Por Aliny Mary Dias | 30/07/2013 10:37
Assoreamento é causado por desenvolvimento urbano na região, segundo professor (Foto: Marcos Ermínio)
Assoreamento é causado por desenvolvimento urbano na região, segundo professor (Foto: Marcos Ermínio)

O desenvolvimento urbano na região dos córregos Cabaça e Bandeira é a principal causa do assoreamento do Lago do Amor, segundo o professor e coordenador de operações da UFMS (Universidade Federal de Mato Grosso do Sul), João Jair Sartorello. Para o especialista, se a situação continuar no ritmo atual, o lago deve acabar em 27 anos.

A manutenção do lago é de responsabilidade da universidade já que o espaço fica na reserva natural da UFMS. Sartorelo explica que todos os meses são retirados do lago lixos e sedimentos que somam 1 tonelada.

“Nós fazemos a manutenção periódica e retiramos sacos plásticos, garrafas pets e outros tipos de sedimentos. Nós temos uma média de 12 toneladas por ano retiradas do lago”, afirma.
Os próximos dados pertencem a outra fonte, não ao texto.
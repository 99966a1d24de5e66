//! HTTP client for the tonedown API.
//!
//! [`ApiClient`] is the concrete client behind the console and the one-shot
//! commands. The [`Backend`] trait abstracts it so controller behavior can
//! be driven by a scripted fake in tests.
//!
//! Failures split into two classes. [`ApiError::Application`] means the
//! server answered and said no: validation misses, unknown templates, LLM
//! failures. The message is the server's own wording and is shown to the
//! user as-is. [`ApiError::Transport`] means no usable answer arrived at
//! all: connection refused, timeout, or a garbled body. The class decides
//! how a failure renders, not whether the HTTP status was an error code.

use std::time::Duration;

use serde::Serialize;
use serde::de::DeserializeOwned;

use crate::config::schema::ClientConfig;
use crate::protocol::{
    AdjustToneRequest, AdjustToneResponse, ChatRequest, ChatResponse, DecodeResponse,
    EmailRequest, StatsResponse, TemplatePayload, TemplateResponse, ThreadRequest,
    ThreadResponse, ToxicityResponse,
};

// ---------------------------------------------------------------------------
// Errors
// ---------------------------------------------------------------------------

/// Why an API call produced no usable result.
#[derive(Debug, Clone, PartialEq, Eq)]
pub enum ApiError {
    /// The server answered with `success: false`. Carries the server's
    /// error message verbatim.
    Application(String),
    /// The server could not be reached, or the answer was unusable.
    Transport(String),
}

impl std::fmt::Display for ApiError {
    fn fmt(&self, f: &mut std::fmt::Formatter<'_>) -> std::fmt::Result {
        match self {
            ApiError::Application(msg) => write!(f, "{msg}"),
            ApiError::Transport(msg) => write!(f, "{msg}"),
        }
    }
}

impl std::error::Error for ApiError {}

/// Convert a response's `success`/`error` pair into the application error
/// when the server reported failure.
fn check(success: bool, error: &Option<String>) -> Result<(), ApiError> {
    if success {
        Ok(())
    } else {
        Err(ApiError::Application(
            error
                .clone()
                .unwrap_or_else(|| "request failed".to_string()),
        ))
    }
}

// ---------------------------------------------------------------------------
// Backend trait
// ---------------------------------------------------------------------------

/// The API operations the UI controller needs.
pub trait Backend {
    /// Rewrite an email; returns the rewritten text.
    fn adjust_tone(&self, request: &AdjustToneRequest) -> Result<String, ApiError>;
    /// Scan an email for toxic phrases.
    fn analyze_toxicity(&self, email: &str) -> Result<ToxicityResponse, ApiError>;
    /// Decode the hidden meaning of an email.
    fn decode_email(&self, email: &str) -> Result<DecodeResponse, ApiError>;
    /// Analyze a whole thread; returns the health report text.
    fn analyze_thread(&self, thread: &str) -> Result<String, ApiError>;
    /// Fetch a template by catalog id.
    fn load_template(&self, template_id: &str) -> Result<TemplatePayload, ApiError>;
    /// Fetch the usage counters.
    fn get_stats(&self) -> Result<StatsResponse, ApiError>;
    /// One coach turn; returns the reply text.
    fn chat(&self, message: &str, current_email: &str) -> Result<String, ApiError>;
}

// ---------------------------------------------------------------------------
// HTTP client
// ---------------------------------------------------------------------------

/// Synchronous client for the tonedown API.
#[derive(Debug, Clone)]
pub struct ApiClient {
    base_url: String,
    timeout: Duration,
}

impl ApiClient {
    /// Build a client from the resolved config.
    pub fn from_config(config: &ClientConfig) -> Self {
        Self {
            base_url: config.base_url.trim_end_matches('/').to_string(),
            timeout: Duration::from_secs(config.timeout_secs),
        }
    }

    fn url(&self, path: &str) -> String {
        // On Windows, "localhost" may try IPv6 (::1) first, causing delays
        // when the server only binds to IPv4. Use 127.0.0.1 directly.
        format!("{}{}", self.base_url, path).replace("://localhost", "://127.0.0.1")
    }

    fn post_json<B: Serialize, R: DeserializeOwned>(
        &self,
        path: &str,
        body: &B,
    ) -> Result<R, ApiError> {
        let result = ureq::post(&self.url(path))
            .timeout(self.timeout)
            .send_json(body);
        Self::read_response(result)
    }

    fn get_json<R: DeserializeOwned>(&self, path: &str) -> Result<R, ApiError> {
        let result = ureq::get(&self.url(path)).timeout(self.timeout).call();
        Self::read_response(result)
    }

    /// Turn a `ureq` result into a typed response.
    ///
    /// 4xx/5xx answers still carry the standard failure body, so they parse
    /// into the same response type; [`check`] then routes them to
    /// [`ApiError::Application`]. Only an unparseable error body falls back
    /// to a transport error.
    fn read_response<R: DeserializeOwned>(
        result: Result<ureq::Response, ureq::Error>,
    ) -> Result<R, ApiError> {
        match result {
            Ok(resp) => resp
                .into_json::<R>()
                .map_err(|e| ApiError::Transport(format!("unreadable response: {e}"))),
            Err(ureq::Error::Status(code, resp)) => resp
                .into_json::<R>()
                .map_err(|_| ApiError::Transport(format!("server returned HTTP {code}"))),
            Err(ureq::Error::Transport(transport)) => {
                Err(ApiError::Transport(transport.to_string()))
            }
        }
    }
}

impl Backend for ApiClient {
    fn adjust_tone(&self, request: &AdjustToneRequest) -> Result<String, ApiError> {
        let resp: AdjustToneResponse = self.post_json("/adjust-tone", request)?;
        check(resp.success, &resp.error)?;
        resp.rewritten_email
            .ok_or_else(|| ApiError::Transport("response missing rewritten_email".to_string()))
    }

    fn analyze_toxicity(&self, email: &str) -> Result<ToxicityResponse, ApiError> {
        let body = EmailRequest {
            email: email.to_string(),
        };
        let resp: ToxicityResponse = self.post_json("/analyze-toxicity", &body)?;
        check(resp.success, &resp.error)?;
        Ok(resp)
    }

    fn decode_email(&self, email: &str) -> Result<DecodeResponse, ApiError> {
        let body = EmailRequest {
            email: email.to_string(),
        };
        let resp: DecodeResponse = self.post_json("/decode-email", &body)?;
        check(resp.success, &resp.error)?;
        Ok(resp)
    }

    fn analyze_thread(&self, thread: &str) -> Result<String, ApiError> {
        let body = ThreadRequest {
            thread: thread.to_string(),
        };
        let resp: ThreadResponse = self.post_json("/analyze-thread", &body)?;
        check(resp.success, &resp.error)?;
        Ok(resp.analysis)
    }

    fn load_template(&self, template_id: &str) -> Result<TemplatePayload, ApiError> {
        let resp: TemplateResponse = self.get_json(&format!("/load-template/{template_id}"))?;
        check(resp.success, &resp.error)?;
        resp.template
            .ok_or_else(|| ApiError::Transport("response missing template".to_string()))
    }

    fn get_stats(&self) -> Result<StatsResponse, ApiError> {
        let resp: StatsResponse = self.get_json("/get-stats")?;
        check(resp.success, &resp.error)?;
        Ok(resp)
    }

    fn chat(&self, message: &str, current_email: &str) -> Result<String, ApiError> {
        let body = ChatRequest {
            message: message.to_string(),
            current_email: current_email.to_string(),
        };
        let resp: ChatResponse = self.post_json("/chat", &body)?;
        check(resp.success, &resp.error)?;
        resp.reply
            .ok_or_else(|| ApiError::Transport("response missing reply".to_string()))
    }
}

// ---------------------------------------------------------------------------
// Tests
// ---------------------------------------------------------------------------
Um monitoramento do avanço do assoreamento também é feito por uma equipe da universidade. O professor afirma que a situação vivida na região foi agravada com os empreendimentos imobiliários construídos na região da avenida Interlagos.

Para o professor, a saída para que o espaço volte a ter as características de um lago e não de praias artificiais com o encontrado hoje só será descoberta a partir de uma força-tarefa. “Os órgãos de proteção ambiental precisam se unir e fazer um esforço conjunto para encontrar uma solução porque se continuar assim, o lago vai deixar de existir em 2040”.

A universidade encaminhou ofício à Semadur (Secretaria Municipal de Meio Ambiente e Desenvolvimento Urbano) e ao Ibama (Instituto Brasileiro Brasileiro de Meio Ambiente e dos Recursos Ambientais) para que uma providência seja tomada em relação aos prédios que, segundo os especialistas, são responsáveis por agravar a situação.

Problemas - A situação crítica pode fazer com que o lago se transforme em um grande brejo, segundo o biólogo, doutor em Ecologia e consultor ambiental José Milton Longo.

A urbanização no entorno agrava os danos ambientais na represa d’água dentro da reserva natural da UFMS. Um residencial está sendo construído ao lado da reserva, o que deve elevar a ocupação humana e o tráfego de veículos na região. A situação do lago, se nenhuma medida for adotada, deve piorar.